[Dataset entries]
··········
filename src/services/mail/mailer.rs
use lettre::message::header::ContentType;
use lettre::message::Mailbox;
use lettre::transport::smtp::authentication::Credentials;
use lettre::transport::smtp::client::{Tls, TlsParameters};
use lettre::{Message, SmtpTransport, Transport};
use log::info;

use crate::config::MailConfig;
use crate::core::errors::{AppError, AppResult};

/// implicit TLS(SMTPS) 포트
const SMTPS_PORT: u16 = 465;

/// 발송할 메일 한 통
#[derive(Debug, Clone, PartialEq, Eq)]
pub struct MailMessage {
    pub to: String,
    pub subject: String,
    pub body: String,
}

/// 메일 발송 추상화
///
/// 구현체는 블로킹 호출이어도 됩니다. [`MailDispatcher`](super::MailDispatcher) 가
/// 블로킹 스레드 풀에서 실행합니다.
pub trait Mailer: Send + Sync {
    fn send(&self, message: &MailMessage) -> AppResult<()>;
}

/// SMTP 메일 발송기
pub struct SmtpMailer {
    transport: SmtpTransport,
    from: Mailbox,
}

impl SmtpMailer {
    /// 설정으로부터 SMTP 전송 객체를 구성합니다. 연결은 발송 시점에 맺어집니다.
    ///
    /// 465 포트는 implicit TLS, 그 외 포트는 STARTTLS(opportunistic) 를 사용합니다.
    pub fn new(config: &MailConfig) -> AppResult<Self> {
        let from: Mailbox = config
            .from_address
            .parse()
            .map_err(|e| AppError::MailError(format!("잘못된 발신 주소: {}", e)))?;

        let tls_parameters = TlsParameters::builder(config.smtp_host.clone())
            .dangerous_accept_invalid_certs(config.insecure_skip_verify)
            .build_rustls()
            .map_err(|e| AppError::MailError(format!("TLS 설정 실패: {}", e)))?;

        let tls = if config.smtp_port == SMTPS_PORT {
            Tls::Wrapper(tls_parameters)
        } else {
            Tls::Opportunistic(tls_parameters)
        };

        let transport = SmtpTransport::builder_dangerous(config.smtp_host.as_str())
            .port(config.smtp_port)
            .credentials(Credentials::new(
                config.from_address.clone(),
                config.from_password.clone(),
            ))
            .tls(tls)
            .timeout(Some(config.send_timeout))
            .build();

        info!("📧 SMTP 메일 발송기 구성: {}:{}", config.smtp_host, config.smtp_port);

        Ok(Self { transport, from })
    }

    fn build_message(&self, message: &MailMessage) -> AppResult<Message> {
        let to: Mailbox = message
            .to
            .parse()
            .map_err(|e| AppError::MailError(format!("잘못된 수신 주소 {}: {}", message.to, e)))?;

        Message::builder()
            .from(self.from.clone())
            .to(to)
            .subject(message.subject.clone())
            .header(ContentType::TEXT_PLAIN)
            .body(message.body.clone())
            .map_err(|e| AppError::MailError(e.to_string()))
    }
}

impl Mailer for SmtpMailer {
    fn send(&self, message: &MailMessage) -> AppResult<()> {
        let email = self.build_message(message)?;

        self.transport
            .send(&email)
            .map_err(|e| AppError::MailError(e.to_string()))?;

        Ok(())
    }
}

/// 로컬 개발용 발송기. 실제로 보내지 않고 내용을 로그로 남깁니다.
#[derive(Debug, Clone, Default)]
pub struct LogMailer;

impl Mailer for LogMailer {
    fn send(&self, message: &MailMessage) -> AppResult<()> {
        info!(
            "📧 [LogMailer] to={}, subject={}\n{}",
            message.to, message.subject, message.body
        );
        Ok(())
    }
}
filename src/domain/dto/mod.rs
//! HTTP 요청/응답 데이터 전송 객체

pub mod users;
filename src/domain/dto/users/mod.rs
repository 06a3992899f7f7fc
pub mod request;
pub mod response;

pub use request::*;
pub use response::*;
//! 스코프 기반 캐시 토큰 키
//!
//! 같은 subject(사용자 ID 또는 토큰 값)라도 용도(scope)별로 독립된 값을 가질 수 있도록
//! 캐시 키를 `"<scope>_|_<subject>"` 형식으로 네임스페이스화합니다.

use std::fmt;

/// 스코프 구분자
pub const SCOPE_SEPARATOR: &str = "_|_";

/// 캐시 토큰의 용도
#[derive(Debug, Clone, Copy, PartialEq, Eq, Hash)]
pub enum TokenScope {
    /// 사용자 ID → 인증 토큰
    UserAuthToken,
    /// 인증 토큰 → 사용자 ID
    AuthTokenUser,
    /// 사용자 ID → 이메일 인증 OTP
    EmailVerification,
    /// 사용자 ID → 비밀번호 변경 OTP
    ChangePassword,
}

impl TokenScope {
    pub const ALL: [TokenScope; 4] = [
        TokenScope::UserAuthToken,
        TokenScope::AuthTokenUser,
        TokenScope::EmailVerification,
        TokenScope::ChangePassword,
    ];

    pub fn as_str(&self) -> &'static str {
        match self {
            TokenScope::UserAuthToken => "user_auth_token",
            TokenScope::AuthTokenUser => "auth_token_user",
            TokenScope::EmailVerification => "user_email_verification",
            TokenScope::ChangePassword => "user_change_password",
        }
    }
}

impl fmt::Display for TokenScope {
    fn fmt(&self, f: &mut fmt::Formatter<'_>) -> fmt::Result {
        f.write_str(self.as_str())
    }
}

/// 토큰 생성 방식
#[derive(Debug, Clone, Copy, PartialEq, Eq)]
pub enum TokenKind {
    /// 추측 불가능한 긴 식별자 (인증 토큰)
    OpaqueId,
    /// 6자리 숫자 코드 (OTP)
    NumericCode,
}

/// (scope, subject) 복합 캐시 키
#[derive(Debug, Clone, PartialEq, Eq, Hash)]
pub struct ScopedKey {
    pub scope: TokenScope,
    pub subject: String,
}

impl ScopedKey {
    pub fn new(scope: TokenScope, subject: impl Into<String>) -> Self {
        Self {
            scope,
            subject: subject.into(),
        }
    }
}

impl fmt::Display for ScopedKey {
    fn fmt(&self, f: &mut fmt::Formatter<'_>) -> fmt::Result {
        write!(f, "{}{}{}", self.scope, SCOPE_SEPARATOR, self.subject)
    }
}

#[cfg(test)]
mod tests {
    use super::*;
    use std::collections::HashSet;

    #[test]
    fn test_key_format() {
        let key = ScopedKey::new(TokenScope::EmailVerification, "64f1c0ffee");
        assert_eq!(key.to_string(), "user_email_verification_|_64f1c0ffee");
    }

    #[test]
    fn test_same_subject_different_scope_never_collides() {
        let keys: HashSet<String> = TokenScope::ALL
            .iter()
            .map(|scope| ScopedKey::new(*scope, "same-subject").to_string())
            .collect();
        assert_eq!(keys.len(), TokenScope::ALL.len());
    }

    #[test]
    fn test_serialized_keys_are_injective() {
        let subjects = [
            "",
            "u1",
            "u2",
            "_|_",
            "u1_|_x",
            "user_auth_token",
            "9f86d081884c7d659a2feaa0c55ad015",
            "000034",
        ];

        let mut seen = HashSet::new();
        for scope in TokenScope::ALL {
            for subject in subjects {
                assert!(
                    seen.insert(ScopedKey::new(scope, subject).to_string()),
                    "duplicate key for {:?}/{:?}",
                    scope,
                    subject
                );
            }
        }
        assert_eq!(seen.len(), TokenScope::ALL.len() * subjects.len());
    }

    #[test]
    fn test_equal_scope_and_subject_collide() {
        assert_eq!(
            ScopedKey::new(TokenScope::ChangePassword, "u1").to_string(),
            ScopedKey::new(TokenScope::ChangePassword, "u1").to_string()
        );
    }
}
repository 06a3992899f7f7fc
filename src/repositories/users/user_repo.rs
//! MongoDB 사용자 리포지토리
//!
//! `users` 컬렉션에 대한 CRUD 를 담당합니다.
//! 이메일 유일성은 애플리케이션 수준 조회가 아니라 unique 인덱스로 보장하며,
//! 중복 삽입은 드라이버의 duplicate key(11000) 에러로 감지합니다.

use async_trait::async_trait;
use log::{error, info};
use mongodb::bson::{doc, DateTime};
use mongodb::error::{Error as MongoError, ErrorKind, WriteFailure};
use mongodb::options::{FindOneAndUpdateOptions, IndexOptions, ReturnDocument};
use mongodb::{Collection, IndexModel};

use crate::core::errors::{AppError, AppResult};
use crate::db::Database;
use crate::domain::entities::users::{User, UserUpdate};
use crate::repositories::users::{
    duplicate_key, parse_object_id, user_not_found, validate_user, UserStore,
};

const COLLECTION_NAME: &str = "users";
const DUPLICATE_KEY_CODE: i32 = 11000;

/// MongoDB 사용자 리포지토리
#[derive(Clone)]
pub struct UserRepository {
    collection: Collection<User>,
}

impl UserRepository {
    pub fn new(database: &Database) -> Self {
        Self {
            collection: database.get_database().collection::<User>(COLLECTION_NAME),
        }
    }

    /// 컬렉션 인덱스를 생성합니다. 애플리케이션 시작 시 한 번 호출됩니다.
    pub async fn create_indexes(&self) -> AppResult<()> {
        // 이메일 유니크 인덱스
        let email_index = IndexModel::builder()
            .keys(doc! { "email": 1 })
            .options(IndexOptions::builder()
                .unique(true)
                .name("email_unique".to_string())
                .build())
            .build();

        // 생성일 인덱스
        let created_at_index = IndexModel::builder()
            .keys(doc! { "created_at": -1 })
            .options(IndexOptions::builder()
                .name("created_at_desc".to_string())
                .build())
            .build();

        self.collection
            .create_indexes([email_index, created_at_index])
            .await
            .map_err(|e| AppError::DatabaseError(e.to_string()))?;

        info!("✅ users 컬렉션 인덱스 생성 완료");
        Ok(())
    }
}

fn is_duplicate_key(err: &MongoError) -> bool {
    matches!(
        err.kind.as_ref(),
        ErrorKind::Write(WriteFailure::WriteError(write_error))
            if write_error.code == DUPLICATE_KEY_CODE
    )
}

#[async_trait]
impl UserStore for UserRepository {
    async fn insert(&self, mut user: User) -> AppResult<User> {
        let now = DateTime::now();
        user.created_at = now;
        user.updated_at = now;
        validate_user(&user)?;

        let result = self.collection
            .insert_one(&user)
            .await
            .map_err(|e| {
                if is_duplicate_key(&e) {
                    duplicate_key("email", &user.email)
                } else {
                    error!("사용자 저장 실패: {}", e);
                    AppError::DatabaseError(e.to_string())
                }
            })?;

        let id = result.inserted_id.as_object_id().ok_or_else(|| {
            AppError::DatabaseError("inserted_id is not an ObjectId".to_string())
        })?;
        user.id = Some(id);

        Ok(user)
    }

    async fn find_by_id(&self, id: &str) -> AppResult<User> {
        let object_id = parse_object_id(id)?;

        self.collection
            .find_one(doc! { "_id": object_id })
            .await
            .map_err(|e| AppError::DatabaseError(e.to_string()))?
            .ok_or_else(user_not_found)
    }

    async fn find_by_email(&self, email: &str) -> AppResult<User> {
        self.collection
            .find_one(doc! { "email": email })
            .await
            .map_err(|e| AppError::DatabaseError(e.to_string()))?
            .ok_or_else(user_not_found)
    }

    async fn update(&self, id: &str, changes: &UserUpdate) -> AppResult<User> {
        let object_id = parse_object_id(id)?;

        let options = FindOneAndUpdateOptions::builder()
            .return_document(ReturnDocument::After)
            .build();

        self.collection
            .find_one_and_update(
                doc! { "_id": object_id },
                doc! { "$set": changes.to_set_document(DateTime::now()) },
            )
            .with_options(options)
            .await
            .map_err(|e| AppError::DatabaseError(e.to_string()))?
            .ok_or_else(user_not_found)
    }
}
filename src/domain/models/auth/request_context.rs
//! 요청 단위 컨텍스트
//!
//! 요청마다 한 번 생성되어 extension 에 저장되는 타입 있는 값입니다.
//! 로그 상관관계를 위한 `request_id` 와, 인증 이후 채워지는 `user_id` 를 담습니다.

use std::future::{ready, Ready};

use actix_web::{Error, FromRequest, HttpMessage, HttpRequest};
use uuid::Uuid;

#[derive(Debug, Clone, PartialEq, Eq)]
pub struct RequestContext {
    pub request_id: String,
    pub user_id: Option<String>,
}

impl RequestContext {
    pub fn new() -> Self {
        Self {
            request_id: Uuid::new_v4().to_string(),
            user_id: None,
        }
    }
}

impl Default for RequestContext {
    fn default() -> Self {
        Self::new()
    }
}

/// 미들웨어가 등록되지 않은 경로에서는 새 컨텍스트를 만들어 돌려줍니다.
impl FromRequest for RequestContext {
    type Error = Error;
    type Future = Ready<Result<Self, Self::Error>>;

    fn from_request(req: &HttpRequest, _payload: &mut actix_web::dev::Payload) -> Self::Future {
        let ctx = req
            .extensions()
            .get::<RequestContext>()
            .cloned()
            .unwrap_or_default();
        ready(Ok(ctx))
    }
}
//! 메일 발송 모듈
//!
//! - [`Mailer`] - 발송 추상화 (동기 호출, 블로킹 스레드에서 실행)
//! - [`SmtpMailer`] - `lettre` 기반 SMTP 발송
//! - [`LogMailer`] - SMTP 가 설정되지 않은 환경에서 로그로 대체
//! - [`MailDispatcher`] - 요청과 분리된 백그라운드 작업으로 발송

pub mod dispatcher;
pub mod mailer;
pub mod templates;

pub use dispatcher::MailDispatcher;
pub use mailer::{LogMailer, MailMessage, Mailer, SmtpMailer};
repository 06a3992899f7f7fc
//! 데이터 및 서버 설정 관리 모듈
//!
//! 데이터베이스, 캐시, 서버, 환경 및 보안 관련 설정을 관리합니다.

use std::env;

/// 애플리케이션 실행 환경
#[derive(Debug, Clone, PartialEq)]
pub enum Environment {
    /// 개발 환경 - 빠른 개발을 위한 설정
    Development,
    /// 테스트 환경 - 자동화된 테스트용 설정
    Test,
    /// 스테이징 환경 - 프로덕션 유사 환경
    Staging,
    /// 프로덕션 환경 - 최고 수준의 보안 및 성능
    Production,
}

impl Environment {
    /// 현재 실행 환경을 감지합니다.
    ///
    /// `ENVIRONMENT` 환경 변수를 확인하며, 설정되지 않은 경우
    /// `Production`을 기본값으로 사용합니다.
    pub fn current() -> Self {
        Self::from_name(&env::var("ENVIRONMENT").unwrap_or_else(|_| "production".to_string()))
    }

    /// 문자열에서 Environment를 생성합니다. (대소문자 무관)
    ///
    /// 알 수 없는 값인 경우 `Production`을 반환합니다.
    pub fn from_name(s: &str) -> Self {
        match s.to_lowercase().as_str() {
            "development" | "dev" => Environment::Development,
            "test" | "testing" => Environment::Test,
            "staging" | "stage" => Environment::Staging,
            _ => Environment::Production,
        }
    }
}

/// 패스워드 해싱 설정
pub struct PasswordConfig;

impl PasswordConfig {
    /// 회원가입/비밀번호 변경 시 요구하는 최소 길이
    pub const MIN_LENGTH: usize = 8;

    /// 현재 환경에 맞는 bcrypt cost를 반환합니다.
    ///
    /// `BCRYPT_COST` 가 4-15 범위로 지정되어 있으면 그 값을 우선합니다.
    pub fn bcrypt_cost() -> u32 {
        if let Ok(cost_str) = env::var("BCRYPT_COST") {
            if let Ok(cost) = cost_str.parse::<u32>() {
                if (4..=15).contains(&cost) {
                    return cost;
                }
            }
        }

        Self::bcrypt_cost_for_env(&Environment::current())
    }

    /// 특정 환경에 대한 bcrypt cost를 반환합니다.
    ///
    /// - Development/Test: 4 (빠른 처리)
    /// - Staging: 10 (중간 보안)
    /// - Production: 12 (고보안)
    pub fn bcrypt_cost_for_env(env: &Environment) -> u32 {
        match env {
            Environment::Development => 4,
            Environment::Test => 4,
            Environment::Staging => 10,
            Environment::Production => 12,
        }
    }
}

/// 서버 바인딩 및 HTTP 계층 설정
pub struct ServerConfig;

impl ServerConfig {
    /// 서버가 바인딩할 포트. 기본값: 8080 (`PORT`)
    pub fn port() -> u16 {
        env::var("PORT")
            .ok()
            .and_then(|p| p.parse().ok())
            .unwrap_or(8080)
    }

    /// 서버가 바인딩할 호스트 주소. 기본값: "0.0.0.0" (`HOST`)
    pub fn host() -> String {
        env::var("HOST").unwrap_or_else(|_| "0.0.0.0".to_string())
    }

    /// 워커 스레드 수. 기본값: 4 (`SERVER_WORKERS`)
    pub fn workers() -> usize {
        env::var("SERVER_WORKERS")
            .ok()
            .and_then(|w| w.parse().ok())
            .filter(|w| *w > 0)
            .unwrap_or(4)
    }

    /// CORS 허용 Origin 목록 (`SERVER_ALLOW_ORIGINS`, 콤마 구분)
    pub fn allow_origins() -> Vec<String> {
        Self::parse_origins(&env::var("SERVER_ALLOW_ORIGINS").unwrap_or_default())
    }

    pub fn parse_origins(raw: &str) -> Vec<String> {
        raw.split(',')
            .map(str::trim)
            .filter(|origin| !origin.is_empty())
            .map(str::to_string)
            .collect()
    }

    /// 초당 허용 요청 수 (`RATE_LIMIT_PER_SECOND`, 기본값 100)
    pub fn rate_limit_per_second() -> u64 {
        env::var("RATE_LIMIT_PER_SECOND")
            .ok()
            .and_then(|v| v.parse().ok())
            .unwrap_or(100)
    }

    /// 버스트 허용량 (`RATE_LIMIT_BURST_SIZE`, 기본값 200)
    pub fn rate_limit_burst_size() -> u32 {
        env::var("RATE_LIMIT_BURST_SIZE")
            .ok()
            .and_then(|v| v.parse().ok())
            .unwrap_or(200)
    }
}

/// MongoDB 연결 설정
#[derive(Debug, Clone)]
pub struct DatabaseConfig {
    pub uri: String,
    pub database_name: String,
}

impl DatabaseConfig {
    /// 환경 변수에서 MongoDB 연결 정보를 읽습니다.
    ///
    /// `MONGODB_URI` 가 있으면 그대로 사용하고, 없으면
    /// `DATABASE_HOST`, `DATABASE_PORT`, `DATABASE_NAME` 으로 URI를 조합합니다.
    pub fn from_env() -> Self {
        let host = env::var("DATABASE_HOST").unwrap_or_else(|_| "localhost".to_string());
        let port = env::var("DATABASE_PORT").unwrap_or_else(|_| "27017".to_string());
        let database_name = env::var("DATABASE_NAME").unwrap_or_else(|_| "user_accounts".to_string());

        let uri = env::var("MONGODB_URI")
            .unwrap_or_else(|_| Self::compose_uri(&host, &port, &database_name));

        Self { uri, database_name }
    }

    pub fn compose_uri(host: &str, port: &str, database_name: &str) -> String {
        format!(
            "mongodb://{}:{}/{}?retryWrites=true&w=majority",
            host, port, database_name
        )
    }
}

/// Redis 연결 설정
#[derive(Debug, Clone)]
pub struct CacheConfig {
    pub host: String,
    pub port: u16,
    pub password: Option<String>,
}

impl CacheConfig {
    /// `REDIS_HOST`, `REDIS_PORT`, `REDIS_PASSWORD` 를 읽습니다.
    pub fn from_env() -> Self {
        Self {
            host: env::var("REDIS_HOST").unwrap_or_else(|_| "localhost".to_string()),
            port: env::var("REDIS_PORT")
                .ok()
                .and_then(|p| p.parse().ok())
                .unwrap_or(6379),
            password: env::var("REDIS_PASSWORD").ok().filter(|p| !p.is_empty()),
        }
    }

    /// 연결 URL. 비밀번호는 URL 인코딩됩니다.
    pub fn url(&self) -> String {
        match &self.password {
            Some(password) => format!(
                "redis://:{}@{}:{}/0",
                urlencoding::encode(password),
                self.host,
                self.port
            ),
            None => format!("redis://{}:{}/0", self.host, self.port),
        }
    }
}

#[cfg(test)]
mod tests {
    use super::*;

    #[test]
    fn test_environment_from_name() {
        assert_eq!(Environment::from_name("development"), Environment::Development);
        assert_eq!(Environment::from_name("test"), Environment::Test);
        assert_eq!(Environment::from_name("STAGE"), Environment::Staging);
        assert_eq!(Environment::from_name("unknown"), Environment::Production);
    }

    #[test]
    fn test_bcrypt_cost_for_each_environment() {
        assert_eq!(PasswordConfig::bcrypt_cost_for_env(&Environment::Development), 4);
        assert_eq!(PasswordConfig::bcrypt_cost_for_env(&Environment::Test), 4);
        assert_eq!(PasswordConfig::bcrypt_cost_for_env(&Environment::Staging), 10);
        assert_eq!(PasswordConfig::bcrypt_cost_for_env(&Environment::Production), 12);
    }

    #[test]
    fn test_parse_origins_skips_blanks() {
        assert_eq!(
            ServerConfig::parse_origins("http://a.com, http://b.com,,"),
            vec!["http://a.com".to_string(), "http://b.com".to_string()]
        );
        assert!(ServerConfig::parse_origins("").is_empty());
    }

    #[test]
    fn test_compose_mongo_uri() {
        assert_eq!(
            DatabaseConfig::compose_uri("db", "27017", "accounts"),
            "mongodb://db:27017/accounts?retryWrites=true&w=majority"
        );
    }

    #[test]
    fn test_redis_url_encodes_password() {
        let config = CacheConfig {
            host: "cache".to_string(),
            port: 6380,
            password: Some("p@ss:word".to_string()),
        };
        assert_eq!(config.url(), "redis://:p%40ss%3Aword@cache:6380/0");

        let open = CacheConfig { password: None, ..config };
        assert_eq!(open.url(), "redis://cache:6380/0");
    }
}
//! # HTTP Request Handlers Module
//!
//! HTTP 요청을 처리하는 핸들러 함수들을 정의하는 모듈입니다.
//!
//! ## 아키텍처 위치
//!
//! ```text
//! ┌─────────────────────────────────────────────┐
//!   Middlewares - 요청 컨텍스트, 인증              ← Web Layer
//! ├─────────────────────────────────────────────┤
//!   Handlers (이 모듈) - HTTP 엔드포인트 처리
//! ├─────────────────────────────────────────────┤
//!   Services - 계정 워크플로, 토큰                 ← Service Layer
//! ├─────────────────────────────────────────────┤
//!   UserStore / CacheStore - 데이터 접근           ← Repository Layer
//! └─────────────────────────────────────────────┘
//! ```
//!
//! 핸들러는 `web::Data<AppContext>` 에서 서비스를 꺼내 쓰고,
//! `Result<HttpResponse, AppError>` 를 반환하여 에러를 `?` 로 전파합니다.

pub mod users;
··········
_REQUIREMENT_
The response must consist solely of the lines from the first line of the entries through the line containing "use log::info;", repeated exactly.

_ANSWER AREA_
filename src/services/mail/mailer.rs
use lettre::message::header::ContentType;
use lettre::message::Mailbox;
use lettre::transport::smtp::authentication::Credentials;
use lettre::transport::smtp::client::{Tls, TlsParameters};
use lettre::{Message, SmtpTransport, Transport};
use log::info;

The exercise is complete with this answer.